I'm using Satpy to generate RGB composites from satellite imagery. I want to generate them fairly quickly and output small image files so I can scan through them quickly to check cloud cover.

Currently scene.save_dataset is outputting .png images which are ~70x70 inches and 40Mb, so way bigger than I need. I cant see how to change the image size (to say 10% of what it is currently) within this or another satpy function.

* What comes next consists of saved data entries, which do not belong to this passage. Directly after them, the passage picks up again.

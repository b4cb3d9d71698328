//! Source file discovery.

use std::path::{Path, PathBuf};

use thiserror::Error;
use walkdir::WalkDir;

/// Errors that stop discovery before any file is found.
#[derive(Error, Debug)]
pub enum DiscoverError {
    #[error("analysis root does not exist: {}", .0.display())]
    MissingRoot(PathBuf),
}

/// Collect every file under `root` whose name ends with `suffix`.
///
/// The walk is depth-first in the order the filesystem lists entries.
/// Symlinks are followed and hidden entries are visited. Entries that
/// cannot be read are skipped along with everything beneath them.
pub fn collect_files(root: &Path, suffix: &str) -> Result<Vec<PathBuf>, DiscoverError> {
    if !root.is_dir() {
        return Err(DiscoverError::MissingRoot(root.to_path_buf()));
    }

    let mut files = Vec::new();

    for entry in WalkDir::new(root).follow_links(true) {
        let entry = match entry {
            Ok(entry) => entry,
            Err(e) => {
                tracing::debug!(error = %e, "skipping unreadable entry");
                continue;
            }
        };

        if !entry.file_type().is_file() {
            continue;
        }

        // Byte comparison so non-UTF-8 names still match on their suffix
        let name = entry.file_name().as_encoded_bytes();
        if name.ends_with(suffix.as_bytes()) {
            tracing::debug!(path = %entry.path().display(), "discovered file");
            files.push(entry.into_path());
        }
    }

    Ok(files)
}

Please help! Here is my code:

from satpy.scene import Scene
from satpy import find_files_and_readers
from datetime import datetime

files = find_files_and_readers(sensor='olci', 
              start_time=datetime(2019, 3, 15, 4, 28),
              end_time=datetime(2019, 3, 15, 4, 30),
              base_dir="/Users/il/Downloads/",
              reader='olci_l1b')

scn = Scene(filenames=files)
scn.load(['true_color'])
scn.save_dataset('true_color', filename='true_color_gnc_tutorial'+'.png')

Many thanks

djhoese commented 5 years ago

This is similar to #368 and is something I've been concerned about. You have a couple options; some don't exist but would be the fastest most efficient way of doing it; others exist but produce the equivalent result. It also depends if you need geolocation information. Since you mentioned just skimming through the images, I'm guessing this isn't needed. I'll provide as much info as I can. First, the options that exist:

  1. You could resample to a smaller version of the input area. See https://pyresample.readthedocs.io/en/latest/geo_def.html#areadefinition for more information (just noticed the docs haven't rebuilt in a while, hopefully will have these updated shortly). By providing this smaller version of the source area (scn['true_color'].attrs['area']) to new_scn = scn.resample(smaller_area, cache_dir='/path/to/cache_dir/') you should be able to create smaller versions of the data relatively quickly. This is your only existing option if you need geolocation. By default this would do nearest neighbor resampling. You may want aggregation/averaging which is possible by specifying resampler='native' but requires the target area to be an even factor of the source area.
  2. You can slice the data: scn['small_true_color'] = scn['true_color'][:, ::4, ::4] This means take ever 4th pixel in the y and x dimensions. This will make the "area" attribute invalid. This is your best/fastest option if you don't care about geolocation.

Now for the ones that don't exist yet:

  1. Slicing of the Scene object is possible, but you can't stride the data (ex. ::4) yet. This is mainly a limitation of the AreaDefinition class in pyresample. It is something we want to add, but haven't had the time. Let me know if you'd be interested in looking in to it. This would allow you to do the same thing as 2 above but keep the geolocation intact.
  2. @mraspaud is currently working on an "aggregation" method which would make it easier to get a nicer image similar to 1 above. This feature is not ready yet.
isobelrlawrence commented 5 years ago

Thanks for your reply Djhoese, I sliced the data as you suggested. It's not ideal as the images look more pixelated but it will do!

The ability to resize whilst maintaining the DPI would be a good feature in the future!

Many thanks

djhoese commented 5 years ago

Aggregation as @mraspaud is working on would help provide some amount of high quality at lower number of pixels. Keep in mind that you can't have a full resolution image and have the final image use less pixels. Compression would allow the file to be smaller, but you still have to store all that data if you want it to be full/high resolution.